UT Austin-Amazon Science Hub Symposium: AI & Foundation Models

April 17, 2024

9:00 AM - 6:00 PM

Location: The University of Texas at Austin


Description

This public, day-long event will focus on research advancements in AI and Foundation Models. The symposium will feature technical talks, poster presentations and roundtable discussions with leading AI researchers at UT Austin and Amazon.

RSVP HERE
Event Address

Rowling Hall
The University of Texas at Austin
300 W Martin Luther King Jr Blvd
Austin, TX 78712

DIRECTIONS/Parking/Rideshare

We recommend utilizing the Rowling Hall Parking Garage (entrance is off of 20th Street). From there, you will take the elevators up to the 1st floor to the Crum Auditorium (RRH 1.400).

If parking is full, please use the AT&T Conference Center and Hotel Parking Garage at 1900 University Ave, Austin, TX 78705 (entrance is also off of 20th Street). From there, you will take the elevators up to the lobby and walk west across the atrium to Rowling Hall.

Agenda for April 17, 2024

Breakfast, Registration and Networking

Rowling Hall Foyer

Welcome Address and Campus Updates

Crum Auditorium

Fernanda Leite

Associate Dean for Research, The University of Texas at Austin

Fernanda Leite is the associate dean for research in the Cockrell School of Engineering at The University of Texas at Austin. She is the past chair of a University-wide bridging barriers research initiative called Planet Texas 2050. Most of her research has been in building and infrastructure systems information modeling, Scan-to-BIM, visualization and collaboration technologies and circular economy in the built environment. At UT Austin, Leite has taught courses on building information modeling, project management and economics, construction safety and sustainable systems engineering.

Hub Updates: Looking Ahead

Crum Auditorium

Sujay Sanghavi

Associate Professor, The University of Texas at Austin

Sujay Sanghavi is an associate professor and holds the Fluor Centennial Teaching Fellowship in Engineering # 2 in the Department of Electrical and Computer Engineering at The University of Texas at Austin. Sanghavi joined UT Austin in July 2009. He got his Ph.D. from the University of Illinois Urbana-Champaign, and a postdoc from MIT. His research interests lie at the intersection of two central challenges in modern systems: large-scale networking and high-dimensional data analysis, with a focus on algorithm design and evaluation. Sanghavi received an NSF CAREER award in January 2010.

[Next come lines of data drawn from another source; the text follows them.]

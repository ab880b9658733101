use std::any::Any;
use std::sync::Arc;

use crate::{MarshalError, MarshalResult, Memoizable, Serializable};

/// Upper bound for length-prefixed byte strings read from untrusted input.
pub const MAX_BYTES_LENGTH: usize = 1024 * 1024;

/// Maximum number of bytes in a varint of a 64 bit value.
const MAX_VAR_INT_SIZE: usize = 10;

/// Reader of the binary wire grammar written by raw mode
/// [`Serializer`](crate::Serializer)s.
pub struct Deserializer<'a> {
    data: &'a [u8],
    pos: usize,
    /// Objects materialized from memoized entries, in order of appearance.
    memo: Vec<Arc<dyn Any + Send + Sync>>,
}

impl<'a> Deserializer<'a> {
    pub fn new(data: &'a [u8]) -> Self {
        Self {
            data,
            pos: 0,
            memo: Vec::new(),
        }
    }

    pub fn position(&self) -> usize {
        self.pos
    }

    pub fn remaining(&self) -> usize {
        self.data.len() - self.pos
    }

    pub fn is_empty(&self) -> bool {
        self.remaining() == 0
    }

    /// Check that the whole input was consumed.
    pub fn finish(self) -> MarshalResult<()> {
        match self.remaining() {
            0 => Ok(()),
            trailing => Err(MarshalError::TrailingBytes(trailing)),
        }
    }

    pub fn read_var_int(&mut self) -> MarshalResult<u64> {
        let start = self.pos;
        let mut value: u64 = 0;

        for i in 0..MAX_VAR_INT_SIZE {
            let byte = self.read_u8()?;
            let group = (byte & 0x7f) as u64;
            let shift = 7 * i as u32;

            // The tenth group may only carry the single highest bit.
            if i == MAX_VAR_INT_SIZE - 1 && group > 1 {
                return Err(MarshalError::VarIntOverflow(start));
            }

            value |= group << shift;

            if byte & 0x80 == 0 {
                if byte == 0 && i > 0 {
                    return Err(MarshalError::NonCanonicalVarInt(start));
                }

                return Ok(value);
            }
        }

        Err(MarshalError::VarIntOverflow(start))
    }

    /// Read varint length followed by that many bytes. Lengths above
    /// [`MAX_BYTES_LENGTH`] are rejected.
    pub fn read_bytes(&mut self) -> MarshalResult<Vec<u8>> {
        let declared = self.read_var_int()?;

        if declared > MAX_BYTES_LENGTH as u64 {
            return Err(MarshalError::LengthTooLarge {
                declared,
                max: MAX_BYTES_LENGTH,
            });
        }

        Ok(self.read_fixed_bytes(declared as usize)?.to_vec())
    }

    pub fn read_fixed_bytes(&mut self, len: usize) -> MarshalResult<&'a [u8]> {
        if self.remaining() < len {
            return Err(MarshalError::UnexpectedEnd {
                offset: self.pos,
                needed: len - self.remaining(),
            });
        }

        let slice = &self.data[self.pos..self.pos + len];
        self.pos += len;

        Ok(slice)
    }

    pub fn read_array<const N: usize>(&mut self) -> MarshalResult<[u8; N]> {
        let mut array = [0u8; N];
        array.copy_from_slice(self.read_fixed_bytes(N)?);

        Ok(array)
    }

    pub fn read_u8(&mut self) -> MarshalResult<u8> {
        Ok(self.read_fixed_bytes(1)?[0])
    }

    pub fn read<T: Serializable>(&mut self) -> MarshalResult<T> {
        T::deserialize(self)
    }

    /// Read an object written by
    /// [`Serializer::write_memoized`](crate::Serializer::write_memoized)
    /// of a memoizing serializer.
    pub fn read_memoized<T: Memoizable>(&mut self) -> MarshalResult<Arc<T>> {
        let reference = self.read_var_int()?;

        if reference == 0 {
            let value = Arc::new(T::deserialize(self)?);
            self.memo.push(value.clone());

            return Ok(value);
        }

        let index = reference - 1;
        let entry = self
            .memo
            .get(index as usize)
            .ok_or(MarshalError::BackReferenceOutOfRange {
                index,
                known: self.memo.len(),
            })?
            .clone();

        entry
            .downcast::<T>()
            .map_err(|_| MarshalError::BackReferenceTypeMismatch(index))
    }
}
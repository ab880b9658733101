//! Scanner state machine of the Hue colored coin protocol.
//!
//! Drives the color tracks from block, mempool and reorganization events,
//! keeps the bloom filter offered to peers in sync with the followed colors
//! and resolves callers waiting for the colors of a transaction.

mod errors;
pub use errors::{ResolutionError, ScannerError};

mod config;
pub use config::ScannerConfig;

mod assets;
pub use assets::AssetMap;

pub mod bloom;
pub use bloom::BloomFilter;

mod scanner;
pub use scanner::{ColorScanner, FilterCalculation, Resolution, ResolutionReceiver};

pub use hue_track::{ColorProof, ColorTrack, WalletOracle};

#[cfg(test)]
mod tests;
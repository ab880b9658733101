//! Merbinner tree: a canonical, bit-indexed binary Merkle-radix commitment
//! over a key/value set with an aggregated sum of values.
//!
//! Nodes are split on the bits of their domain-separated key hashes, so the
//! hash mode encoding depends on the member set only, never on insertion
//! order.

mod errors;
pub use errors::TreeError;

mod tree;
pub use tree::{MerbinnerTree, TreeKey, TreeValue, MAX_DEPTH};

Technical Talk: Leverage LLM in AWS Global Localization

Crum Auditorium

Kent Ken

Head of AI/ML, Amazon

Kent Ken is the head of AI/ML, Strategy and Analytics for Global Demand and Operations at Amazon Web Services (AWS). He holds a B.S. in mechanical engineering from Shanghai Jiao Tong University and an MBA from the McCombs School of Business at The University of Texas at Austin. At AWS, Ken leads a multi-discipline global team working on AI/ML application research & development, solution architecting and production deployment within B2B sales and marketing. 

Oshry Ben-Harush

Tech Lead Applied Scientist, Amazon

Oshry Ben-Harush is an AI/ML practitioner and leader with over 15 years of experience in the field. He hols a B.S. and M.S. in electrical and computer engineering from Ben-Gurion University of the Negev.

In his most recent roles at Dell, Ben-Harush served as a distinguished engineer in the corporate strategy office, where he built  a data science practice from the ground up, establishing the platform, tools, data and processes required to conduct data science at scale. He also created and developed a set of use cases to explore and optimize Dell’s operations, customer engagement, product development and market trends. Since June 2022, Ben-Harush has been working as a senior applied scientist and technical lead at Amazon Web Services (AWS), where he collaborates with cross-functional teams to develop and implement cutting-edge machine learning techniques and solutions.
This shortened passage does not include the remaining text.